Rewards for free-for-all shooter

Discussion in 'ML-Agents' started by oriolgalceran, Mar 30, 2022.

  1. oriolgalceran

    oriolgalceran

    Joined:
    Jul 22, 2018
    Posts:
    2
    Hey guys,

    I'm trying to train a shooter agent where there are 10 agents in a playing field, with some walls randomly distributed inside it. The agents have a gun with a fixed fire rate and ammo which always points forward. I have a 3D ray perception sensor that goes 360º and has 16 rays and also as observations I have local position, velocity, and rotation on the y axis. As actuators, I have addforce on 2 axes, rotational force, and shoot/don't shoot. The gun is automatic and keeps firing as long as the shoot actuator is +0.

    The game works like this: I spawn the board with random walls, I spawn the players at random places, and they shoot each other.

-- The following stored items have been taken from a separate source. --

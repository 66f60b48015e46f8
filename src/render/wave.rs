use crate::foundation::math::lerp;

/// Series shorter than this are resampled when flagged as waves.
pub const WAVE_SMOOTHING_THRESHOLD: usize = 100;

/// Number of evenly spaced samples a wave is resampled onto.
pub const WAVE_SAMPLES: usize = 500;

/// Whether a series with `len` points is resampled before drawing.
pub fn needs_resample(is_wave: bool, interpolate: bool, len: usize) -> bool {
    is_wave && interpolate && len < WAVE_SMOOTHING_THRESHOLD
}

/// Resample `points` onto `samples` evenly spaced x values spanning their x extent.
///
/// Points are sorted by x first. Values are linearly interpolated; the first and last
/// x of the output equal the minimum and maximum input x.
pub fn resample_linear(points: &[(f64, f64)], samples: usize) -> Vec<(f64, f64)> {
    if points.is_empty() || samples == 0 {
        return Vec::new();
    }

    let mut sorted = points.to_vec();
    sorted.sort_by(|a, b| a.0.total_cmp(&b.0));

    let x_min = sorted[0].0;
    let x_max = sorted[sorted.len() - 1].0;
    if samples == 1 {
        return vec![(x_min, interp(&sorted, x_min))];
    }

    let denom = (samples - 1) as f64;
    (0..samples)
        .map(|i| {
            let x = if i == samples - 1 {
                x_max
            } else {
                lerp(x_min, x_max, i as f64 / denom)
            };
            (x, interp(&sorted, x))
        })
        .collect()
}

fn interp(sorted: &[(f64, f64)], x: f64) -> f64 {
    let idx = sorted.partition_point(|p| p.0 <= x);
    if idx == 0 {
        return sorted[0].1;
    }
    if idx == sorted.len() {
        return sorted[sorted.len() - 1].1;
    }
    let (x0, y0) = sorted[idx - 1];
    let (x1, y1) = sorted[idx];
    let dx = x1 - x0;
    if dx == 0.0 {
        return y1;
    }
    lerp(y0, y1, (x - x0) / dx)
}

#[cfg(test)]
#[path = "../../tests/unit/render/wave.rs"]
mod tests;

Each time one dies, I set its award to -1, end episode, and destroy it. The game can end in two ways:

    a) one agent is left (i assign +1 reward, end episode, and start again)
    b) the game reaches a fixed number of frames (i take the max damage dealt and assign rewards according to that, so if the highest agent has dealt 200 hp, it gets a reward of 1, if the second has dealt 100hp, it gets 0.5, and so on.)

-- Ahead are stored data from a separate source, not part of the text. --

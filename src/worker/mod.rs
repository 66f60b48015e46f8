//! The `chart-worker` side of the bridge: argument handling, the stdout line protocol, and the
//! one-shot and preloaded run loops.

pub mod cli;
pub mod protocol;
pub mod run;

    Right now I'm training about 40 tables at once and I've been at it for about 30 hours and the agents just use up all their ammo while spinning around and just basically stay where they are. Is there anything I'm doing wrong?

    Thanks!

    Code (CSharp):
    1. behaviors:
    2.   Agent:
    3.     trainer_type: ppo
    4.     hyperparameters:
    5.       batch_size: 2048
    6.       buffer_size: 20480
    7.       learning_rate: 3.0e-4
    8.       beta: 0.1
    9.       epsilon: 0.2
    10.       lambd: 0.99
    11.       num_epoch: 3
    12.       learning_rate_schedule: linear
    13.       beta_schedule: constant
    14.       epsilon_schedule: linear
    15.     network_settings:
    16.       normalize: true
    17.       hidden_units: 512
    18.       num_layers: 2
    19.     reward_signals:
    20.         extrinsic:
    21.             strength: 1.0
    22.             gamma: 0.99
    23.         curiosity:
    24.             strength: 0.01
    25.             gamma: 0.99
    26.             encoding_size: 128
    27.     max_steps: 500000000
    28.     time_horizon: 1000
    29.     summary_freq: 10000